Le jeune médecin garde cependant le contact avec sa famille et ses amis: "Ils me manquent tous". Et quand il évoque son frère jumeau resté en Egypte, il fond en larmes, tant son absence lui pèse.

Mohammed Alaloul, 22 ans, un autre Gazaoui accueilli à Lille, peine également à masquer son traumatisme de la guerre, qui l'a contraint à arrêter ses études en finances.
Lui aussi est passé par Al-Chifa, comme brancardier, au début de la guerre contre Israël.

"Ma famille est partie vers le sud (de la bande de Gaza, NDLR) et je suis resté dans le nord parce que je sentais que l'hôpital avait besoin de bénévoles", explique-t-il.
"J'ai vu des scènes horribles. J'ai vu la mort de mes propres yeux, mais en même temps j'étais déterminé à sauver" des vies.

Mohammed tient quelques mois, puis part à son tour vers le Sud. Dans un camp de réfugiés, il anime des ateliers de dabké, une danse traditionnelle en Palestine, pour "ramener de la joie dans ce malheur". "Il fallait faire quelque chose pour les enfants surtout, pour qu'on puisse vivre dans le présent".

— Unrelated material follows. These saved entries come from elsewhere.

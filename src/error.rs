//! Error types for the attendance engine.
//!
//! This module provides strongly-typed errors using the `thiserror` crate.
//! The calculation functions never fail; errors only surface from configuration
//! loading, the parser's missing-file check and store lookups/edits.

use chrono::NaiveDate;
use thiserror::Error;

/// The main error type for the attendance engine.
///
/// # Example
///
/// ```
/// use attendance_engine::error::EngineError;
///
/// let error = EngineError::FileNotFound {
///     path: "/imports/log.xls".to_string(),
/// };
/// assert_eq!(error.to_string(), "Attendance log not found: /imports/log.xls");
/// ```
#[derive(Debug, Error)]
pub enum EngineError {
    /// Configuration file was not found at the specified path.
    #[error("Configuration file not found: {path}")]
    ConfigNotFound {
        /// The path that was not found.
        path: String,
    },

    /// Configuration file could not be parsed.
    #[error("Failed to parse configuration file '{path}': {message}")]
    ConfigParseError {
        /// The path to the file that failed to parse.
        path: String,
        /// A description of the parse error.
        message: String,
    },

    /// No shift policy exists with the given id.
    #[error("Shift policy not found: {policy_id}")]
    PolicyNotFound {
        /// The policy id that was requested.
        policy_id: u32,
    },

    /// A shift policy cannot be deleted while employees default to it.
    #[error("Shift policy {policy_id} is still assigned to {employees} employee(s)")]
    PolicyInUse {
        /// The policy id that was to be deleted.
        policy_id: u32,
        /// Number of employees whose default shift is this policy.
        employees: usize,
    },

    /// No employee exists with the given id.
    #[error("Employee not found: {employee_id}")]
    EmployeeNotFound {
        /// The employee id that was requested.
        employee_id: u64,
    },

    /// No attendance row exists with the given id.
    #[error("Attendance record not found: {attendance_id}")]
    AttendanceNotFound {
        /// The attendance id that was requested.
        attendance_id: u64,
    },

    /// No violation exists with the given id.
    #[error("Violation not found: {violation_id}")]
    ViolationNotFound {
        /// The violation id that was requested.
        violation_id: u64,
    },

    /// The attendance log handed to the parser does not exist.
    #[error("Attendance log not found: {path}")]
    FileNotFound {
        /// The path that was not found.
        path: String,
    },

    /// A time value supplied by a user was not a valid wall-clock time.
    #[error("Invalid time for '{field}': {value}")]
    InvalidTime {
        /// The field being edited.
        field: String,
        /// The rejected input.
        value: String,
    },

    /// A reporting period ends before it starts.
    #[error("Invalid period: {start} is after {end}")]
    InvalidPeriod {
        /// First day of the period.
        start: NaiveDate,
        /// Last day of the period.
        end: NaiveDate,
    },
}

/// A type alias for Results that return EngineError.
pub type EngineResult<T> = Result<T, EngineError>;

"Je marchais chaque jour 6 à 8 km pour arriver à ce camp de réfugiés" parfois pour "juste danser avec les enfants (...). Il n'y avait pas d'électricité, pas d'eau, et la danse restait possible".
En avril 2024, nouveau départ, cette fois pour Le Caire. Lui aussi décroche là-bas la bourse d'étude du gouvernement français.

Il se reconstruit désormais loin de sa famille, dont une partie est en Egypte, l'autre toujours à Gaza. "Je sais ce qu'ils ont survécu (...), j'y pense chaque jour".
Pendant quatre semestres, les étudiants gazaouis suivront des cours de français avant de pouvoir éventuellement raccrocher avec des études en France.

Mohammed veut d'abord se concentrer sur l'apprentissage du français avant de réfléchir aux prochaines étapes. Il a aussi décroché une bourse pour une résidence artistique en Avignon cette année, afin d'y monter un spectacle de dabké.

Mais si Gaza redevient un jour "vivable, alors j'y retournerais certainement", affirme-t-il. "Je suis toujours à Gaza, je suis parti mais c'est comme si je vivais toujours à Gaza".